Aber bei Windstille, und dass hatten wir oft, ist Fliegenfischen nicht zu toppen.
Wenn du dir eine Wathose zulegst rate ich dir zu Neopren.
Sie ist teurer aber du wirst es nicht bereuen.
In einer billigen "Gummihose" hast du bei 10°C Wassertemp. nach einer halben Stunde die Schn...e voll!

Die Ecke kann ich wirklich jedem Fliegenfischer bestens empfehlen.

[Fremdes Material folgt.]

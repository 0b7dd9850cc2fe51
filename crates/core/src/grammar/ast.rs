use serde::{Deserialize, Serialize};
use zpl_label_diagnostics::Span;

use crate::symbology::Symbology;

/// Label width used when a document has no `^PW`.
pub const DEFAULT_WIDTH_DOTS: u32 = 600;
/// Label length used when a document has no `^LL`.
pub const DEFAULT_HEIGHT_DOTS: u32 = 400;

/// Print orientation declared by `^PON` / `^POI`.
///
/// Advisory only: the previewer does not rotate the label.
#[derive(Debug, Clone, Copy, PartialEq, Eq, Hash, Default, Serialize, Deserialize)]
#[serde(rename_all = "lowercase")]
pub enum Orientation {
    /// `^PON`.
    #[default]
    Normal,
    /// `^POI` (printed upside down).
    Rotated,
}

/// Document-level setup of a label.
#[derive(Debug, Clone, Copy, PartialEq, Eq, Serialize, Deserialize)]
pub struct LabelDocument {
    /// Label width in dots (`^PW`), always positive.
    pub width_dots: u32,
    /// Label length in dots (`^LL`), always positive.
    pub height_dots: u32,
    /// Declared print orientation.
    pub orientation: Orientation,
}

impl Default for LabelDocument {
    fn default() -> Self {
        Self {
            width_dots: DEFAULT_WIDTH_DOTS,
            height_dots: DEFAULT_HEIGHT_DOTS,
            orientation: Orientation::Normal,
        }
    }
}

/// A position in document dot-space.
#[derive(Debug, Clone, Copy, PartialEq, Eq, Default, Serialize, Deserialize)]
pub struct Point {
    /// Horizontal offset from the left edge.
    pub x: u32,
    /// Vertical offset from the top edge.
    pub y: u32,
}

impl Point {
    /// Create a point.
    pub const fn new(x: u32, y: u32) -> Self {
        Self { x, y }
    }
}

/// Font selected by `^A<font>,<width>,<height>`.
#[derive(Debug, Clone, PartialEq, Eq, Serialize, Deserialize)]
pub struct FontSpec {
    /// Font name and any orientation suffix, e.g. `"0N"`.
    pub family: String,
    /// First numeric argument.
    pub width: u32,
    /// Second numeric argument; drives the rendered glyph size.
    pub height: u32,
}

/// A drawable field, in document order.
#[derive(Debug, Clone, PartialEq, Eq, Serialize, Deserialize)]
#[serde(tag = "kind", rename_all = "lowercase")]
#[non_exhaustive]
pub enum DrawCommand {
    /// A text field (`^FD...^FS`).
    Text {
        /// Field origin inherited from the latest `^FO`.
        origin: Point,
        /// Literal field data.
        text: String,
        /// Font in effect when the field was read, if any `^A` was seen.
        #[serde(skip_serializing_if = "Option::is_none")]
        font: Option<FontSpec>,
        /// Source span of the logical line holding the field.
        span: Span,
    },
    /// A graphic box (`^GB<w>,<h>,<t>^FS`).
    Box {
        /// Field origin inherited from the latest `^FO`.
        origin: Point,
        /// Box width in dots.
        width: u32,
        /// Box height in dots.
        height: u32,
        /// Border thickness in dots.
        thickness: u32,
        /// Source span of the logical line holding the field.
        span: Span,
    },
    /// A barcode field (`^B3`, `^BC`, `^BE` or `^BQ` followed by `^FD...^FS`).
    Barcode {
        /// Field origin inherited from the latest `^FO`.
        origin: Point,
        /// Symbology selected by the barcode directive.
        symbology: Symbology,
        /// Data to encode (QR mode prefix removed).
        data: String,
        /// Source span of the logical line holding the field.
        span: Span,
    },
}

impl DrawCommand {
    /// Field origin in dot-space.
    pub fn origin(&self) -> Point {
        match self {
            DrawCommand::Text { origin, .. }
            | DrawCommand::Box { origin, .. }
            | DrawCommand::Barcode { origin, .. } => *origin,
        }
    }

    /// Source span of the command.
    pub fn span(&self) -> Span {
        match self {
            DrawCommand::Text { span, .. }
            | DrawCommand::Box { span, .. }
            | DrawCommand::Barcode { span, .. } => *span,
        }
    }
}
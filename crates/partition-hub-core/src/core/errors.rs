// crates/partition-hub-core/src/core/errors.rs
// ============================================================================
// Module: Partition Hub Error Taxonomy
// Description: Stable error kinds and per-layer error enums.
// Purpose: Classify every partition-call failure into one wire-visible kind.
// Dependencies: serde, serde_json, thiserror
// ============================================================================

//! ## Overview
//! Every failure that reaches a [`crate::ToolResult`] is classified by an
//! [`ErrorKind`] and rendered as a [`ToolFailure`]. Broker and client layers
//! keep their own `thiserror` enums and map into the shared kind so the
//! orchestrator can apply one retry policy.
//!
//! Security posture: remote bodies are carried lossily and bounded; they are
//! untrusted input.

// ============================================================================
// SECTION: Imports
// ============================================================================

use serde::Deserialize;
use serde::Serialize;
use thiserror::Error;

use crate::core::identifiers::OperationName;
use crate::core::identifiers::PartitionId;

// ============================================================================
// SECTION: Error Kind
// ============================================================================

/// Wire-stable classification of partition-call failures.
#[derive(Debug, Clone, Copy, PartialEq, Eq, Hash, Serialize, Deserialize)]
#[serde(rename_all = "snake_case")]
pub enum ErrorKind {
    /// Partition id is not in the registry.
    PartitionNotFound,
    /// Trust boundary refused the exchange, or the credential is unusable.
    CredentialDenied,
    /// Trust boundary could not be reached or throttled the exchange.
    BrokerUnavailable,
    /// Partition endpoint answered with a non-success status.
    RemoteRejected,
    /// Call exceeded its deadline.
    Timeout,
    /// Partition endpoint returned no bytes.
    EmptyResponse,
    /// Argument failed validation at the partition.
    InvalidArgument,
    /// No operation matches the request at the partition.
    NoMatchingOperation,
    /// Partition endpoint could not be reached.
    EndpointUnavailable,
    /// Partition endpoint returned a body that is not JSON.
    MalformedResponse,
}

impl ErrorKind {
    /// Returns the stable snake_case label.
    #[must_use]
    pub const fn as_str(self) -> &'static str {
        match self {
            Self::PartitionNotFound => "partition_not_found",
            Self::CredentialDenied => "credential_denied",
            Self::BrokerUnavailable => "broker_unavailable",
            Self::RemoteRejected => "remote_rejected",
            Self::Timeout => "timeout",
            Self::EmptyResponse => "empty_response",
            Self::InvalidArgument => "invalid_argument",
            Self::NoMatchingOperation => "no_matching_operation",
            Self::EndpointUnavailable => "endpoint_unavailable",
            Self::MalformedResponse => "malformed_response",
        }
    }

    /// Returns true when a single retry is permitted for this kind.
    #[must_use]
    pub const fn is_retryable(self) -> bool {
        matches!(self, Self::BrokerUnavailable | Self::Timeout)
    }
}

// ============================================================================
// SECTION: Tool Failure
// ============================================================================

/// Structured failure carried inside a [`crate::ToolResult`].
#[derive(Debug, Clone, PartialEq, Eq, Serialize, Deserialize)]
pub struct ToolFailure {
    /// Failure classification.
    pub kind: ErrorKind,
    /// Human-readable message.
    pub message: String,
    /// Remote HTTP status when the partition rejected the call.
    #[serde(default, skip_serializing_if = "Option::is_none")]
    pub status: Option<u16>,
    /// Bounded copy of the remote body when the partition rejected the call.
    #[serde(default, skip_serializing_if = "Option::is_none")]
    pub body: Option<String>,
    /// Offending argument key for validation failures.
    #[serde(default, skip_serializing_if = "Option::is_none")]
    pub key: Option<String>,
    /// Offending operation name for dispatch failures.
    #[serde(default, skip_serializing_if = "Option::is_none")]
    pub operation: Option<String>,
}

impl ToolFailure {
    /// Creates a failure with only a kind and message.
    #[must_use]
    pub fn new(kind: ErrorKind, message: impl Into<String>) -> Self {
        Self {
            kind,
            message: message.into(),
            status: None,
            body: None,
            key: None,
            operation: None,
        }
    }

    /// Attaches the offending argument key.
    #[must_use]
    pub fn with_key(mut self, key: impl Into<String>) -> Self {
        self.key = Some(key.into());
        self
    }

    /// Attaches the offending operation name.
    #[must_use]
    pub fn with_operation(mut self, operation: impl Into<String>) -> Self {
        self.operation = Some(operation.into());
        self
    }
}

// ============================================================================
// SECTION: Broker Errors
// ============================================================================

/// Credential broker failures.
#[derive(Debug, Clone, PartialEq, Eq, Error)]
pub enum BrokerError {
    /// Partition id is not registered.
    #[error("partition not found: {0}")]
    PartitionNotFound(PartitionId),
    /// Trust boundary denied the exchange or returned unusable material.
    #[error("credential denied for {partition}: {reason}")]
    CredentialDenied {
        /// Partition the credential was requested for.
        partition: PartitionId,
        /// Denial reason.
        reason: String,
    },
    /// Trust boundary was unreachable, timed out, or throttled.
    #[error("credential broker unavailable for {partition}: {reason}")]
    BrokerUnavailable {
        /// Partition the credential was requested for.
        partition: PartitionId,
        /// Failure detail.
        reason: String,
    },
}

impl BrokerError {
    /// Returns the shared error kind.
    #[must_use]
    pub const fn kind(&self) -> ErrorKind {
        match self {
            Self::PartitionNotFound(_) => ErrorKind::PartitionNotFound,
            Self::CredentialDenied {
                ..
            } => ErrorKind::CredentialDenied,
            Self::BrokerUnavailable {
                ..
            } => ErrorKind::BrokerUnavailable,
        }
    }
}

impl From<&BrokerError> for ToolFailure {
    fn from(error: &BrokerError) -> Self {
        Self::new(error.kind(), error.to_string())
    }
}

// ============================================================================
// SECTION: Invoke Errors
// ============================================================================

/// Remote tool client failures.
#[derive(Debug, Clone, PartialEq, Eq, Error)]
pub enum InvokeError {
    /// Credential is expired or scoped to another partition.
    #[error("credential rejected before send: {0}")]
    CredentialDenied(String),
    /// Partition answered with a non-success status.
    #[error("partition rejected call with status {status}")]
    RemoteRejected {
        /// HTTP status code.
        status: u16,
        /// Bounded, lossy UTF-8 copy of the body.
        body: String,
    },
    /// Call exceeded its deadline.
    #[error("partition call timed out after {0} ms")]
    Timeout(u64),
    /// Partition returned zero bytes.
    #[error("partition returned an empty response")]
    EmptyResponse,
    /// Partition endpoint could not be reached.
    #[error("partition endpoint unavailable: {0}")]
    EndpointUnavailable(String),
    /// Partition returned an unparseable body.
    #[error("malformed partition response: {0}")]
    MalformedResponse(String),
}

impl InvokeError {
    /// Returns the shared error kind.
    #[must_use]
    pub const fn kind(&self) -> ErrorKind {
        match self {
            Self::CredentialDenied(_) => ErrorKind::CredentialDenied,
            Self::RemoteRejected {
                ..
            } => ErrorKind::RemoteRejected,
            Self::Timeout(_) => ErrorKind::Timeout,
            Self::EmptyResponse => ErrorKind::EmptyResponse,
            Self::EndpointUnavailable(_) => ErrorKind::EndpointUnavailable,
            Self::MalformedResponse(_) => ErrorKind::MalformedResponse,
        }
    }
}

impl From<&InvokeError> for ToolFailure {
    fn from(error: &InvokeError) -> Self {
        let failure = Self::new(error.kind(), error.to_string());
        match error {
            InvokeError::RemoteRejected {
                status,
                body,
            } => Self {
                status: Some(*status),
                body: Some(body.clone()),
                ..failure
            },
            _ => failure,
        }
    }
}

/// Builds the failure reported when a partition does not expose an operation.
#[must_use]
pub fn no_matching_operation(partition: &PartitionId, operation: &OperationName) -> ToolFailure {
    ToolFailure::new(
        ErrorKind::NoMatchingOperation,
        format!("partition {partition} does not expose operation {operation}"),
    )
    .with_operation(operation.as_str())
}
// crates/partition-hub-config/src/lib.rs
// ============================================================================
// Module: Partition Hub Config Library
// Description: Canonical config model, validation, and example generation.
// Purpose: Single source of truth for partition-hub.toml semantics.
// Dependencies: partition-hub-core, serde, toml, url
// ============================================================================

//! ## Overview
//! `partition-hub-config` defines the configuration model for the hub: the
//! partition registry, credential exchange settings, client limits, the
//! aggregator's timeout and retry budget, and the audit sink. Validation is
//! strict and fail-closed; an invalid file stops startup.
//!
//! Security posture: config inputs are untrusted.

// ============================================================================
// SECTION: Modules
// ============================================================================

pub mod config;
pub mod examples;

// ============================================================================
// SECTION: Re-Exports
// ============================================================================

pub use config::*;
pub use examples::config_toml_example;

Allerbest ut Oostfreesland,
zander-ralf


----------



## kaizr (26. Juli 2009)

*AW: Flensburg und Dänemark*

Wathose habe ich schon. Watjacke ist derzeit für mich interessant.

Aber 2 Angler und 5 Meinungen 

daher weiss ich echt nich was ich ausgeben soll.


----------



## goeddoek (27. Juli 2009)

*AW: Flensburg und Dänemark*



kaizr schrieb:


> Aber 2 Angler und 5 Meinungen
> 
> daher weiss ich echt nich was ich ausgeben soll.




So wenig wie möglich für gute Qualität 

Nein im Ernst - es kommt ja auch ein bisschen drauf an, wie oft Du die Jacke brauchst. Wenn Du vielleicht 10-mal ans Wasser kommst, muss es keine 300 Euro Jacke sein.

Wichtig ist, das sie sauber schließende Bündchen hat, wasserdicht ist und die Bündchen am Ärmel nicht als "Fliegenschnurfänger" dienen 

Geh am besten in 'nen Laden und frag nach 'nem günstigen Vorjahresmodell. Nimm sie groß genug, dann kannst Du eher was drunterziehen. Ich habe eine Scierra Watjacke ( Nordura ) die ab April bereits zu warm ist !

Hier findest Du vielleicht ja ein paar Anregungen > http://www.anglerboard.de/board/showthread.php?t=77355


----------



## kaizr (27. Juli 2009)

*AW: Flensburg und Dänemark*

Ja die ganzen Anregungen habe ich schon gelesen, hat mich nur noch mehr verwirrt. Ich habe hier eine günstige gefunden, die im Sommer sogar evtl. geht und im Winter dann wie du schon sagst die Jacke größer kaufen und dann was warmes drunter ziehen.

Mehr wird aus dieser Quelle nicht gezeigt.